Freddie Gray: Sheriff Who Swore Charges Against Officers Says He Never Investigated
Well, well, well. It looks like the civil suits filed against State’s Attorney Marilyn Mosby (who brought the prosecution againt the officers) and Baltimore Assistant Sheriff Cogen (who swore out the charges against the officers) is beginning to bear strategic fruit, just as I’d predicted was their true immediate purpose.Today the Baltimore Sun reports that Cogen now claims in an affidavit that he had “no involvement in the investigation whatsoever.”
Instead, he was simply presented with purported evidence by the prosecution and told what the prosecutors had already themselves determined to be the facts of the case.
Cogen affidavit states:
I was also presented with a narrative that formed the basis of the application for statement of charges that I completed by the State’s Attorney’s Office. The facts, information and legal conclusions contained within … as well as the charges lodged against plaintiff came entirely from members of the State’s Attorney’s Office.
Normally, prosecutors such as Mosby and law enforcement such as Cogen have legal immunity from civil suit for conduct undertaken in the performance of their offices.

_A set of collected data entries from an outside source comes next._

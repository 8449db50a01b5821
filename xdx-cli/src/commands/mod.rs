//! CLI command implementations

pub mod gpu;
pub mod mdev;

/// Truncate string to max length with ellipsis.
pub(crate) fn truncate(s: &str, max_len: usize) -> String {
    if s.chars().count() <= max_len {
        s.to_string()
    } else {
        let kept: String = s.chars().take(max_len - 3).collect();
        format!("{}...", kept)
    }
}
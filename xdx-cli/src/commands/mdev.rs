//! `xdx mdevs` and `xdx parents` commands

use super::truncate;
use anyhow::{Context, Result};
use xdx_core::{Config, MdevLib, ParentDevice};

/// List all XDXCT vGPU instances.
pub fn list(config: &Config, json: bool) -> Result<()> {
    let lib = MdevLib::new(config.clone());
    let devices = lib
        .get_all_mediated_devices()
        .with_context(|| format!("Failed to scan {}", lib.config().mdev_device_root.display()))?;

    if json {
        println!("{}", serde_json::to_string_pretty(&devices)?);
        return Ok(());
    }

    if devices.is_empty() {
        println!("No vGPU devices found");
        return Ok(());
    }

    println!(
        "{:<38} {:<12} {:<15} {:<12} {:<6}",
        "UUID", "TYPE", "PARENT", "DRIVER", "IOMMU"
    );
    println!("{}", "-".repeat(87));

    for mdev in &devices {
        println!(
            "{:<38} {:<12} {:<15} {:<12} {:<6}",
            mdev.uuid,
            truncate(&mdev.mdev_type, 12),
            mdev.parent.address(),
            truncate(&mdev.driver, 12),
            mdev.iommu_group
        );
    }

    println!();
    println!("Total: {} vGPU(s)", devices.len());
    Ok(())
}

/// List GPUs that can host vGPUs.
pub fn parents(config: &Config, mdev_bus: bool, json: bool) -> Result<()> {
    let lib = MdevLib::new(config.clone());
    let parents = if mdev_bus {
        lib.get_mdev_bus_parents()
            .with_context(|| format!("Failed to scan {}", lib.config().mdev_bus_root.display()))?
    } else {
        lib.get_all_parent_devices().with_context(|| {
            format!("Failed to scan {}", lib.config().pci_devices_root.display())
        })?
    };

    if json {
        println!("{}", serde_json::to_string_pretty(&parents)?);
        return Ok(());
    }

    if parents.is_empty() {
        println!("No vGPU-capable GPUs found");
        return Ok(());
    }

    println!("{:<15} {:<10} {:<8} {}", "PCI ADDRESS", "DRIVER", "IOMMU", "MDEV TYPES (AVAILABLE)");
    println!("{}", "-".repeat(80));

    for parent in &parents {
        let gpu = &parent.device;
        let iommu = gpu.iommu_group.map(|g| g.to_string()).unwrap_or_else(|| "-".to_string());
        println!(
            "{:<15} {:<10} {:<8} {}",
            gpu.address,
            gpu.driver.as_deref().unwrap_or("-"),
            iommu,
            describe_types(parent)
        );
    }

    println!();
    println!("Total: {} parent GPU(s)", parents.len());
    Ok(())
}

/// "xgv-1(4), xgv-2(2)"; availability is shown as "?" when unreadable.
fn describe_types(parent: &ParentDevice) -> String {
    parent
        .mdev_types
        .keys()
        .map(|name| {
            let available = parent
                .available_instances(name)
                .map(|n| n.to_string())
                .unwrap_or_else(|_| "?".to_string());
            format!("{}({})", name, available)
        })
        .collect::<Vec<_>>()
        .join(", ")
}
//! # stagepipe
//!
//! Directory-as-queue stage processing with a cross-process endpoint pool.
//!
//! Items are plain files that move through an ordered list of stage
//! directories. Each stage claims an item by renaming it into a private
//! `tmp/`, runs a [`engine::Stage`] on it with bounded retries, and then
//! relocates it to the next stage or to a reject directory. Stages that
//! call out to capacity-limited remote endpoints take a slot from a
//! [`pool::ResourcePool`], backed by advisory file locks that any number of
//! processes sharing the lock directory respect.

pub mod config;
pub mod engine;
pub mod error;
pub mod hook;
pub mod item_store;
pub mod lock;
pub mod model;
pub mod pool;
pub mod telemetry;
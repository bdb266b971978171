//! Stages implemented by external executables.
//!
//! The hook runs once per attempt with the claimed item's location in its
//! environment:
//!
//! | Variable | Value |
//! |---|---|
//! | `STAGEPIPE_ITEM_PATH` | claimed item file (read it, do not move it) |
//! | `STAGEPIPE_ITEM_ID` | item id |
//! | `STAGEPIPE_STAGE` | stage name |
//! | `STAGEPIPE_OUTPUT` | where to write the rewritten item, if any |
//! | `STAGEPIPE_ENDPOINT` | leased endpoint URL (capability stages only) |
//! | `STAGEPIPE_ENDPOINT_API_KEY` | that endpoint's key, when configured |
//!
//! Exit 0 advances the item, using the file at `STAGEPIPE_OUTPUT` as its
//! new content when the hook wrote one. Any other exit rejects the attempt
//! with the last non-empty stderr line.

use std::future::Future;
use std::path::{Path, PathBuf};
use std::process::Stdio;
use std::time::{Duration, Instant};

use tokio::process::Command;
use tracing::{debug, info, warn};
use uuid::Uuid;

use crate::config::StageSettings;
use crate::config::secrets::ExposeSecret;
use crate::engine::Stage;
use crate::error::{Error, Result};
use crate::item_store;
use crate::lock::{FileLockProvider, LockProvider};
use crate::model::{StageInput, Verdict};
use crate::pool::{Lease, ResourcePool};

/// A [`Stage`] that runs a command, optionally while holding an endpoint
/// slot from the pool.
pub struct CommandStage<L: LockProvider = FileLockProvider> {
    name: String,
    command: PathBuf,
    capability: Option<String>,
    timeout: Option<Duration>,
    pool: Option<ResourcePool<L>>,
}

impl CommandStage<FileLockProvider> {
    pub fn from_settings(settings: &StageSettings, pool: Option<ResourcePool>) -> Self {
        Self {
            name: settings.name.clone(),
            command: settings.command.clone(),
            capability: settings.capability.clone(),
            timeout: settings.timeout(),
            pool,
        }
    }
}

impl<L: LockProvider> CommandStage<L> {
    pub fn new(name: impl Into<String>, command: impl Into<PathBuf>) -> Self {
        Self {
            name: name.into(),
            command: command.into(),
            capability: None,
            timeout: None,
            pool: None,
        }
    }

    /// Hold a slot on an endpoint advertising `capability` for every run.
    pub fn with_pool(mut self, pool: ResourcePool<L>, capability: impl Into<String>) -> Self {
        self.pool = Some(pool);
        self.capability = Some(capability.into());
        self
    }

    /// Kill the hook if it runs longer than `timeout`.
    pub fn with_timeout(mut self, timeout: Duration) -> Self {
        self.timeout = Some(timeout);
        self
    }

    pub fn name(&self) -> &str {
        &self.name
    }

    async fn run(&self, input: StageInput) -> Result<Verdict> {
        let lease = match self.lease().await? {
            Leased::NotNeeded => None,
            Leased::Held(lease) => Some(lease),
            Leased::Unavailable(reason) => return Ok(Verdict::reject(reason)),
        };

        let output = OutputFile::beside(&input.path);
        let start = Instant::now();
        let result = self.run_hook(&input, output.path(), lease.as_ref()).await;
        let duration_ms = u64::try_from(start.elapsed().as_millis()).unwrap_or(u64::MAX);
        drop(lease);

        let status = match result {
            Ok(status) => status,
            Err(e) => {
                warn!(stage = %self.name, item_id = %input.id, duration_ms, error = %e, "hook failed");
                return Err(e);
            }
        };

        if !status.success {
            let reason = status.reason();
            info!(stage = %self.name, item_id = %input.id, duration_ms, reason = %reason, "hook rejected item");
            return Ok(Verdict::Reject { reason });
        }

        debug!(stage = %self.name, item_id = %input.id, duration_ms, "hook completed");
        if output.path().exists() {
            let item = item_store::parse(output.path())?;
            Ok(Verdict::Advance {
                metadata: item.metadata,
                body: item.body,
            })
        } else {
            Ok(Verdict::Advance {
                metadata: input.metadata,
                body: input.body,
            })
        }
    }

    async fn lease(&self) -> Result<Leased<L>> {
        let Some(capability) = self.capability.as_deref() else {
            return Ok(Leased::NotNeeded);
        };
        let Some(pool) = &self.pool else {
            return Err(Error::stage(
                &self.name,
                format!("needs capability {capability} but has no endpoint pool"),
            ));
        };
        Ok(match pool.acquire(Some(capability), &self.name).await {
            Some(lease) => Leased::Held(lease),
            None => Leased::Unavailable(format!("no endpoint available for {capability}")),
        })
    }

    async fn run_hook(&self, input: &StageInput, output: &Path, lease: Option<&Lease<L>>) -> Result<HookStatus> {
        // Relative commands resolve against the process CWD, not the item's directory.
        let command = if self.command.is_relative() {
            std::env::current_dir()?.join(&self.command)
        } else {
            self.command.clone()
        };

        debug!(
            stage = %self.name,
            item_id = %input.id,
            command = %command.display(),
            endpoint = lease.map(|l| l.url()).unwrap_or("-"),
            "running hook"
        );

        let mut cmd = Command::new(&command);
        cmd.env("STAGEPIPE_ITEM_PATH", &input.path)
            .env("STAGEPIPE_ITEM_ID", &input.id)
            .env("STAGEPIPE_STAGE", &self.name)
            .env("STAGEPIPE_OUTPUT", output)
            .stdin(Stdio::null())
            .stdout(Stdio::piped())
            .stderr(Stdio::piped())
            .kill_on_drop(true);
        if let Some(lease) = lease {
            cmd.env("STAGEPIPE_ENDPOINT", lease.url());
            if let Some(key) = &lease.endpoint().api_key {
                cmd.env("STAGEPIPE_ENDPOINT_API_KEY", key.expose_secret());
            }
        }

        let child = cmd.spawn()?;
        let waited = match self.timeout {
            Some(limit) => match tokio::time::timeout(limit, child.wait_with_output()).await {
                Ok(waited) => waited,
                Err(_) => {
                    return Err(Error::stage(
                        &self.name,
                        format!("hook timed out after {limit:?}"),
                    ));
                }
            },
            None => child.wait_with_output().await,
        }?;

        if !waited.stdout.is_empty() {
            debug!(stage = %self.name, item_id = %input.id, "hook stdout: {}", String::from_utf8_lossy(&waited.stdout).trim_end());
        }

        Ok(HookStatus {
            success: waited.status.success(),
            code: waited.status.code(),
            stderr: String::from_utf8_lossy(&waited.stderr).into_owned(),
        })
    }
}

impl<L: LockProvider> Stage for CommandStage<L> {
    fn process(&self, input: StageInput) -> impl Future<Output = Result<Verdict>> + Send {
        self.run(input)
    }
}

enum Leased<L: LockProvider> {
    NotNeeded,
    Held(Lease<L>),
    Unavailable(String),
}

struct HookStatus {
    success: bool,
    code: Option<i32>,
    stderr: String,
}

impl HookStatus {
    fn reason(&self) -> String {
        let last = self.stderr.lines().map(str::trim).rfind(|l| !l.is_empty());
        match (last, self.code) {
            (Some(line), _) => line.to_string(),
            (None, Some(code)) => format!("hook exited with status {code}"),
            (None, None) => "hook killed by signal".to_string(),
        }
    }
}

/// Per-attempt output path next to the claimed item, removed on drop.
struct OutputFile {
    path: PathBuf,
}

impl OutputFile {
    fn beside(item: &Path) -> Self {
        let dir = item.parent().unwrap_or_else(|| Path::new("."));
        let name = item
            .file_name()
            .map(|n| n.to_string_lossy().into_owned())
            .unwrap_or_default();
        Self {
            path: dir.join(format!(".{name}.{}.out", Uuid::new_v4())),
        }
    }

    fn path(&self) -> &Path {
        &self.path
    }
}

impl Drop for OutputFile {
    fn drop(&mut self) {
        if let Err(e) = item_store::safe_remove(&self.path) {
            warn!(path = %self.path.display(), "removing hook output failed: {e}");
        }
    }
}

Such immunity does not, however, apply where such personnel commit perjury or otherwise act with actual malice. The officers suing Mosby and Cogen are necessarily claiming exactly such circumstances in order to avoid dismissal of their suit on immunity grounds.Today’s affidavit from Cogen would appear to be sacrificing the State’s Attorney’s office generally, and Mosby in particular, in an effort to preserve his own immunity, by claiming that he reasonably relied upon the prosecutors’ representations, and that his role in the charges against the officers was sufficient minuscule as to excuse him from any liability that might exist.
In his affidavit Cogen states:
My involvement was limited to a review of the fruits of the investigations done by the Police Department and State’s Attorney’s Office. [I was shown a chart identifying] the charges to be brought, the evidence supporting those charges, and the related legal analysis [explained by Chief Deputy State’s Attorney Schatzow and prosecutor Bledsoe].
Cogen goes on to explain that he was also given a narrative that formed the basis of the information entered on the warrant.
Tomorrow (Thursday) around 10AM we expect to hear Judge Williams verdict in the trial of van driver Officer Caesar Goodson, who is charged (based on the sworn statement of Cogen) with murder, multiple counts of manslaughter, second-degree assault, misconduct in office and reckless endangerment. If convicted Officer Goodson, an officer with an unblemised record, faces up to 30 years in prison.